↓

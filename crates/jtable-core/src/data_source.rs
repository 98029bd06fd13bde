//! Data source trait for server-mode tables

use crate::{MutationKind, PageRequest, PageResponse, Result, Row};
use async_trait::async_trait;

/// An external source of rows that pages, sorts, filters and persists on
/// behalf of the controller.
///
/// The controller never retries or times out calls into a data source. A
/// future that never completes keeps the table loading indefinitely; wrap
/// the implementation (e.g. with `tokio::time::timeout`) if a deadline is
/// needed.
#[async_trait]
pub trait DataSource: Send + Sync {
    /// Name used in log output
    fn name(&self) -> &str {
        "data-source"
    }

    /// Fetch one page of rows for the serialized query.
    ///
    /// Implementations are responsible for filtering, sorting and paging;
    /// `total_count` must cover every matching row, not just this page.
    async fn fetch_page(&self, request: PageRequest) -> Result<PageResponse>;

    /// Persist a row mutation and return the stored row.
    ///
    /// For `Delete` the payload is the row being removed and the returned row
    /// is ignored beyond success/failure.
    async fn mutate(&self, kind: MutationKind, payload: Row) -> Result<Row>;
}
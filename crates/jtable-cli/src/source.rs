//! In-process data source for exercising server mode from the CLI

use async_trait::async_trait;
use jtable_core::{
    ColumnDescriptor, DataSource, DataSourceError, MutationKind, PageRequest, PageResponse, QueryState,
    Result, Row, Value,
};
use jtable_services::{FilterEvaluator, TableConfig, sort_rows};
use parking_lot::RwLock;
use std::time::Duration;

/// Holds rows in memory and answers page requests the way a backend would
pub struct InMemorySource {
    columns: Vec<ColumnDescriptor>,
    id_field: String,
    evaluator: FilterEvaluator,
    rows: RwLock<Vec<Row>>,
    latency: Duration,
}

impl InMemorySource {
    pub fn new(config: &TableConfig, rows: Vec<Row>) -> Self {
        Self {
            columns: config.columns.clone(),
            id_field: config.id_field.clone(),
            evaluator: FilterEvaluator::from_config(config),
            rows: RwLock::new(rows),
            latency: Duration::ZERO,
        }
    }

    /// Delay every call, to make loading states visible
    pub fn with_latency(mut self, latency: Duration) -> Self {
        self.latency = latency;
        self
    }

    pub fn row_count(&self) -> usize {
        self.rows.read().len()
    }

    async fn simulate_latency(&self) {
        if !self.latency.is_zero() {
            tokio::time::sleep(self.latency).await;
        }
    }

    fn page(&self, request: &PageRequest) -> PageResponse {
        let query = QueryState {
            page: request.page,
            page_size: request.page_size,
            sort_field: request.sort_field.clone(),
            sort_direction: request.sort_direction,
            filters: request.filters.clone(),
            search_text: request.search_text.clone(),
        };

        let rows = self.rows.read();
        let mut selected = self.evaluator.select(rows.iter(), &query, &self.columns);
        let sort_column = request
            .sort_field
            .as_deref()
            .and_then(|key| self.columns.iter().find(|c| c.key == key && c.sortable));
        if let Some(column) = sort_column {
            sort_rows(&mut selected, column, request.sort_direction);
        }

        PageResponse {
            total_count: selected.len() as u64,
            rows: selected
                .into_iter()
                .skip(request.offset())
                .take(request.page_size)
                .cloned()
                .collect(),
        }
    }

    fn next_id(rows: &[Row], id_field: &str) -> i64 {
        rows.iter()
            .filter_map(|r| r.get(id_field).and_then(Value::as_i64))
            .max()
            .unwrap_or(0)
            + 1
    }

    fn position(&self, rows: &[Row], payload: &Row) -> Result<usize> {
        let key = payload
            .key(&self.id_field)
            .ok_or_else(|| DataSourceError::Rejected(format!("payload has no '{}'", self.id_field)))?;
        rows.iter()
            .position(|r| r.key(&self.id_field).as_ref() == Some(&key))
            .ok_or_else(|| DataSourceError::NotFound(key.to_string()))
    }
}

#[async_trait]
impl DataSource for InMemorySource {
    fn name(&self) -> &str {
        "in-memory"
    }

    async fn fetch_page(&self, request: PageRequest) -> Result<PageResponse> {
        self.simulate_latency().await;
        Ok(self.page(&request))
    }

    async fn mutate(&self, kind: MutationKind, payload: Row) -> Result<Row> {
        self.simulate_latency().await;
        let mut rows = self.rows.write();
        match kind {
            MutationKind::Add => {
                let mut row = payload;
                if row.key(&self.id_field).is_none() {
                    row.set(self.id_field.clone(), Self::next_id(&rows, &self.id_field));
                } else if self.position(&rows, &row).is_ok() {
                    return Err(DataSourceError::Rejected("duplicate identifier".into()));
                }
                rows.push(row.clone());
                Ok(row)
            }
            MutationKind::Update => {
                let index = self.position(&rows, &payload)?;
                rows[index].merge(&payload);
                Ok(rows[index].clone())
            }
            MutationKind::Delete => {
                let index = self.position(&rows, &payload)?;
                Ok(rows.remove(index))
            }
        }
    }
}
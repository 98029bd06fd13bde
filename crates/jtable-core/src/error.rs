//! Error types reported by data sources

use thiserror::Error;

/// Failure reported by a server-mode data source
#[derive(Error, Debug)]
pub enum DataSourceError {
    #[error("Transport error: {0}")]
    Transport(String),

    #[error("Request rejected: {0}")]
    Rejected(String),

    #[error("Invalid response: {0}")]
    InvalidResponse(String),

    #[error("Not found: {0}")]
    NotFound(String),

    #[error("Timeout: {0}")]
    Timeout(String),

    #[error("Serialization error: {0}")]
    Serialization(#[from] serde_json::Error),

    #[error("{0}")]
    Other(String),
}

/// Result type alias for data source operations
pub type Result<T> = std::result::Result<T, DataSourceError>;
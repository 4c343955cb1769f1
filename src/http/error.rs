//! API error type and its JSON rendering

use axum::{
    http::StatusCode,
    response::{IntoResponse, Json, Response},
};
use tracing::error;

use crate::store::StoreError;

#[derive(Debug, thiserror::Error)]
pub enum AppError {
    #[error("{0}")]
    BadRequest(String),

    #[error("Invalid credentials")]
    Unauthorized,

    #[error("{0}")]
    NotFound(String),

    #[error("Too many login attempts")]
    TooManyRequests,

    #[error("Internal server error")]
    Internal,
}

impl From<StoreError> for AppError {
    fn from(err: StoreError) -> Self {
        AppError::BadRequest(err.to_string())
    }
}

impl IntoResponse for AppError {
    fn into_response(self) -> Response {
        let status = match &self {
            AppError::BadRequest(_) => StatusCode::BAD_REQUEST,
            AppError::Unauthorized => StatusCode::UNAUTHORIZED,
            AppError::NotFound(_) => StatusCode::NOT_FOUND,
            AppError::TooManyRequests => StatusCode::TOO_MANY_REQUESTS,
            AppError::Internal => StatusCode::INTERNAL_SERVER_ERROR,
        };

        let body = serde_json::json!({
            "message": self.to_string()
        });

        (status, Json(body)).into_response()
    }
}

/// Turns a handler panic into a generic 500 instead of a dropped connection
pub fn handle_panic(_err: Box<dyn std::any::Any + Send + 'static>) -> Response {
    error!("Request handler panicked");
    AppError::Internal.into_response()
}

#[cfg(test)]
mod tests {
    use super::*;

    #[test]
    fn status_codes() {
        assert_eq!(
            AppError::BadRequest("x".into()).into_response().status(),
            StatusCode::BAD_REQUEST
        );
        assert_eq!(AppError::Unauthorized.into_response().status(), StatusCode::UNAUTHORIZED);
        assert_eq!(
            AppError::TooManyRequests.into_response().status(),
            StatusCode::TOO_MANY_REQUESTS
        );
        assert_eq!(
            AppError::Internal.into_response().status(),
            StatusCode::INTERNAL_SERVER_ERROR
        );
    }

    #[test]
    fn store_errors_are_bad_requests() {
        let err: AppError = StoreError::DuplicateEmail("a@b.com".into()).into();
        assert!(matches!(err, AppError::BadRequest(msg) if msg.contains("a@b.com")));
    }
}
//! Record storage for users, shops, stock and beneficiaries

pub mod memory;
pub mod seed;

pub use memory::{RecordStore, StoreError};
pub use seed::seed_demo_data;
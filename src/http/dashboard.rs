//! Data behind the shop and beneficiary dashboards

use axum::{
    extract::{Path, State},
    response::Json,
};
use chrono::{DateTime, Utc};
use serde::Serialize;

use crate::app::AppState;
use crate::model::{Beneficiary, ItemType, Shop, ShopStatus, StockStatus};
use crate::store::RecordStore;

use super::error::AppError;

#[derive(Debug, Serialize)]
#[serde(rename_all = "camelCase")]
pub struct Allocation {
    quantity: u32,
    unit: &'static str,
}

/// One stock card on a dashboard
#[derive(Debug, Serialize)]
#[serde(rename_all = "camelCase")]
pub struct ItemView {
    item_type: ItemType,
    quantity: u32,
    unit: &'static str,
    status: StockStatus,
    label: &'static str,
    /// None when the shop has never recorded this item
    last_updated: Option<DateTime<Utc>>,
    #[serde(skip_serializing_if = "Option::is_none")]
    monthly_allocation: Option<Allocation>,
}

/// Builds a card for every item type; missing rows count as empty.
fn item_views(store: &RecordStore, shop_id: &str, with_allocation: bool) -> Vec<ItemView> {
    ItemType::ALL
        .into_iter()
        .map(|item_type| {
            let row = store.stock_by_shop_and_item(shop_id, item_type);
            let quantity = row.as_ref().map_or(0, |r| r.quantity);
            let status = StockStatus::classify(item_type, quantity);
            ItemView {
                item_type,
                quantity,
                unit: item_type.unit(),
                status,
                label: status.label(),
                last_updated: row.map(|r| r.last_updated),
                monthly_allocation: with_allocation.then(|| Allocation {
                    quantity: item_type.monthly_allocation(),
                    unit: item_type.unit(),
                }),
            }
        })
        .collect()
}

fn rollup(items: &[ItemView]) -> ShopStatus {
    ShopStatus::from_statuses(items.iter().map(|i| i.status))
}

#[derive(Debug, Serialize)]
pub struct ShopDashboard {
    shop: Option<Shop>,
    status: ShopStatus,
    items: Vec<ItemView>,
}

pub async fn shop_dashboard(
    State(state): State<AppState>,
    Path(shop_id): Path<String>,
) -> Json<ShopDashboard> {
    let items = item_views(&state.store, &shop_id, false);

    Json(ShopDashboard {
        shop: state.store.get_shop(&shop_id),
        status: rollup(&items),
        items,
    })
}

#[derive(Debug, Serialize)]
#[serde(rename_all = "camelCase")]
pub struct BeneficiaryDashboard {
    beneficiary: Beneficiary,
    assigned_shop: Option<Shop>,
    status: ShopStatus,
    items: Vec<ItemView>,
}

pub async fn beneficiary_dashboard(
    State(state): State<AppState>,
    Path(user_id): Path<String>,
) -> Result<Json<BeneficiaryDashboard>, AppError> {
    let beneficiary = state
        .store
        .beneficiary_by_user_id(&user_id)
        .ok_or_else(|| AppError::NotFound("Beneficiary not found".to_string()))?;

    let items = item_views(&state.store, &beneficiary.shop_id, true);

    Ok(Json(BeneficiaryDashboard {
        assigned_shop: state.store.get_shop(&beneficiary.shop_id),
        status: rollup(&items),
        items,
        beneficiary,
    }))
}
//! Stock read and update endpoints

use axum::{
    extract::{rejection::JsonRejection, Path, State},
    response::Json,
};
use serde::{Deserialize, Deserializer};
use serde_json::Value;
use tracing::info;

use crate::app::AppState;
use crate::model::{ItemType, Stock};

use super::error::AppError;
use super::extract::json_object;

/// Partial stock update. Item types not present are left alone and unknown
/// keys are ignored. A present key must carry a quantity, null is rejected.
#[derive(Debug, Default, Deserialize)]
pub struct StockUpdateRequest {
    #[serde(default, deserialize_with = "present_quantity")]
    rice: Option<u32>,
    #[serde(default, deserialize_with = "present_quantity")]
    wheat: Option<u32>,
    #[serde(default, deserialize_with = "present_quantity")]
    sugar: Option<u32>,
    #[serde(default, deserialize_with = "present_quantity")]
    kerosene: Option<u32>,
}

fn present_quantity<'de, D>(deserializer: D) -> Result<Option<u32>, D::Error>
where
    D: Deserializer<'de>,
{
    u32::deserialize(deserializer).map(Some)
}

impl StockUpdateRequest {
    fn quantity(&self, item_type: ItemType) -> Option<u32> {
        match item_type {
            ItemType::Rice => self.rice,
            ItemType::Wheat => self.wheat,
            ItemType::Sugar => self.sugar,
            ItemType::Kerosene => self.kerosene,
        }
    }

    /// Requested quantities in item order
    fn entries(&self) -> impl Iterator<Item = (ItemType, u32)> + '_ {
        ItemType::ALL
            .into_iter()
            .filter_map(|item| self.quantity(item).map(|qty| (item, qty)))
    }
}

pub async fn get_stock(
    State(state): State<AppState>,
    Path(shop_id): Path<String>,
) -> Json<Vec<Stock>> {
    Json(state.store.stock_by_shop(&shop_id))
}

pub async fn update_stock(
    State(state): State<AppState>,
    Path(shop_id): Path<String>,
    payload: Result<Json<Value>, JsonRejection>,
) -> Result<Json<Vec<Stock>>, AppError> {
    let req: StockUpdateRequest = json_object(payload, "Invalid stock data")?;

    let updated: Vec<Stock> = req
        .entries()
        .map(|(item_type, quantity)| state.store.update_stock(&shop_id, item_type, quantity))
        .collect();

    let items: Vec<&str> = updated.iter().map(|row| row.item_type.as_str()).collect();
    info!(shop_id = %shop_id, items = ?items, "Stock updated");
    Ok(Json(updated))
}
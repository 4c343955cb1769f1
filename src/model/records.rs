//! Stored record types

use chrono::{DateTime, Utc};
use serde::{Deserialize, Serialize};

use super::item::{ItemType, StockStatus};

/// Portal roles; each one gets its own dashboard
#[derive(Debug, Clone, Copy, PartialEq, Eq, Hash, Serialize, Deserialize)]
#[serde(rename_all = "lowercase")]
pub enum Role {
    Shop,
    Beneficiary,
    Admin,
}

impl Role {
    /// Client route the user lands on after login
    pub fn dashboard_path(self) -> &'static str {
        match self {
            Role::Shop => "/shop",
            Role::Beneficiary => "/beneficiary",
            Role::Admin => "/admin",
        }
    }
}

/// Portal account. The password is kept in plaintext and never serialized.
#[derive(Debug, Clone, Serialize)]
#[serde(rename_all = "camelCase")]
pub struct User {
    pub id: String,
    pub email: String,
    #[serde(skip_serializing)]
    pub password: String,
    pub role: Role,
    pub name: String,
    pub shop_id: Option<String>,
}

#[derive(Debug, Clone)]
pub struct NewUser {
    pub email: String,
    pub password: String,
    pub role: Role,
    pub name: String,
    pub shop_id: Option<String>,
}

#[derive(Debug, Clone, PartialEq, Eq, Serialize, Deserialize)]
#[serde(rename_all = "camelCase")]
pub struct Shop {
    pub id: String,
    pub name: String,
    pub address: String,
    pub contact_number: Option<String>,
}

#[derive(Debug, Clone)]
pub struct NewShop {
    pub name: String,
    pub address: String,
    pub contact_number: Option<String>,
}

/// Quantity of one item held by one shop
#[derive(Debug, Clone, PartialEq, Eq, Serialize, Deserialize)]
#[serde(rename_all = "camelCase")]
pub struct Stock {
    pub id: String,
    pub shop_id: String,
    pub item_type: ItemType,
    pub quantity: u32,
    pub unit: String,
    pub last_updated: DateTime<Utc>,
}

impl Stock {
    pub fn status(&self) -> StockStatus {
        StockStatus::classify(self.item_type, self.quantity)
    }
}

#[derive(Debug, Clone, PartialEq, Eq, Serialize, Deserialize)]
#[serde(rename_all = "camelCase")]
pub struct Beneficiary {
    pub id: String,
    pub user_id: String,
    pub shop_id: String,
    pub ration_card_number: String,
    pub family_size: u32,
}

/// Ration card details supplied when a beneficiary account is created
#[derive(Debug, Clone)]
pub struct BeneficiaryDetails {
    pub shop_id: String,
    pub ration_card_number: String,
    pub family_size: u32,
}
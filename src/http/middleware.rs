//! Request middleware

use axum::{
    extract::{Request, State},
    middleware::Next,
    response::Response,
};
use tracing::warn;

use crate::app::AppState;

use super::error::AppError;

/// Middleware that caps how many login attempts the server accepts per second
pub async fn throttle_login(
    State(state): State<AppState>,
    request: Request,
    next: Next,
) -> Result<Response, AppError> {
    if state.login_limiter.check().is_err() {
        warn!("Login attempt throttled");
        return Err(AppError::TooManyRequests);
    }

    Ok(next.run(request).await)
}
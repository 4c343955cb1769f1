//! HTTP route definitions

use axum::{
    extract::State,
    http::{header, Method},
    middleware,
    response::Json,
    routing::{get, post},
    Router,
};
use serde::Serialize;
use tower_http::{
    catch_panic::CatchPanicLayer,
    compression::CompressionLayer,
    cors::{Any, CorsLayer},
    trace::TraceLayer,
};

use crate::app::AppState;
use crate::http::error::handle_panic;
use crate::http::middleware::throttle_login;
use crate::http::{admin, auth, dashboard, stock};
use crate::util::time::uptime_secs;

/// Build the application router
pub fn build_router(state: AppState) -> Router {
    let cors = cors_layer(&state.config.client_origin);

    // Login is throttled separately from the rest of the API
    let login_routes = Router::new()
        .route("/api/login", post(auth::login))
        .route_layer(middleware::from_fn_with_state(state.clone(), throttle_login));

    let api_routes = Router::new()
        .route("/api/signup", post(auth::signup))
        .route(
            "/api/stock/:shop_id",
            get(stock::get_stock).post(stock::update_stock),
        )
        .route(
            "/api/admin/shops",
            get(admin::list_shops).post(admin::create_shop),
        )
        .route("/api/admin/stats", get(admin::stats))
        .route("/api/dashboard/shop/:shop_id", get(dashboard::shop_dashboard))
        .route(
            "/api/dashboard/beneficiary/:user_id",
            get(dashboard::beneficiary_dashboard),
        );

    Router::new()
        .route("/health", get(health_handler))
        .merge(login_routes)
        .merge(api_routes)
        .layer(CatchPanicLayer::custom(handle_panic))
        .layer(CompressionLayer::new())
        .layer(TraceLayer::new_for_http())
        .layer(cors)
        .with_state(state)
}

/// CORS for the configured client origins (comma-separated, `*` for any)
fn cors_layer(client_origin: &str) -> CorsLayer {
    let base = CorsLayer::new()
        .allow_methods([Method::GET, Method::POST, Method::OPTIONS])
        .allow_headers([header::CONTENT_TYPE]);

    if client_origin.split(',').any(|s| s.trim() == "*") {
        return base.allow_origin(Any);
    }

    let allowed_origins: Vec<header::HeaderValue> = client_origin
        .split(',')
        .filter_map(|s| s.trim().parse::<header::HeaderValue>().ok())
        .collect();

    base.allow_origin(allowed_origins).allow_credentials(true)
}

// ============================================================================
// Health endpoint
// ============================================================================

#[derive(Serialize)]
#[serde(rename_all = "camelCase")]
struct HealthResponse {
    status: &'static str,
    uptime_secs: u64,
    shops: usize,
    users: usize,
}

async fn health_handler(State(state): State<AppState>) -> Json<HealthResponse> {
    Json(HealthResponse {
        status: "ok",
        uptime_secs: uptime_secs(),
        shops: state.store.all_shops().len(),
        users: state.store.user_count(),
    })
}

↑

### ASSIGNED TASK
Go through the lines above and copy any that contain "JsonRejection".

### REPLY TO THE EXERCISE
    extract::{rejection::JsonRejection, Path, State},
    payload: Result<Json<Value>, JsonRejection>,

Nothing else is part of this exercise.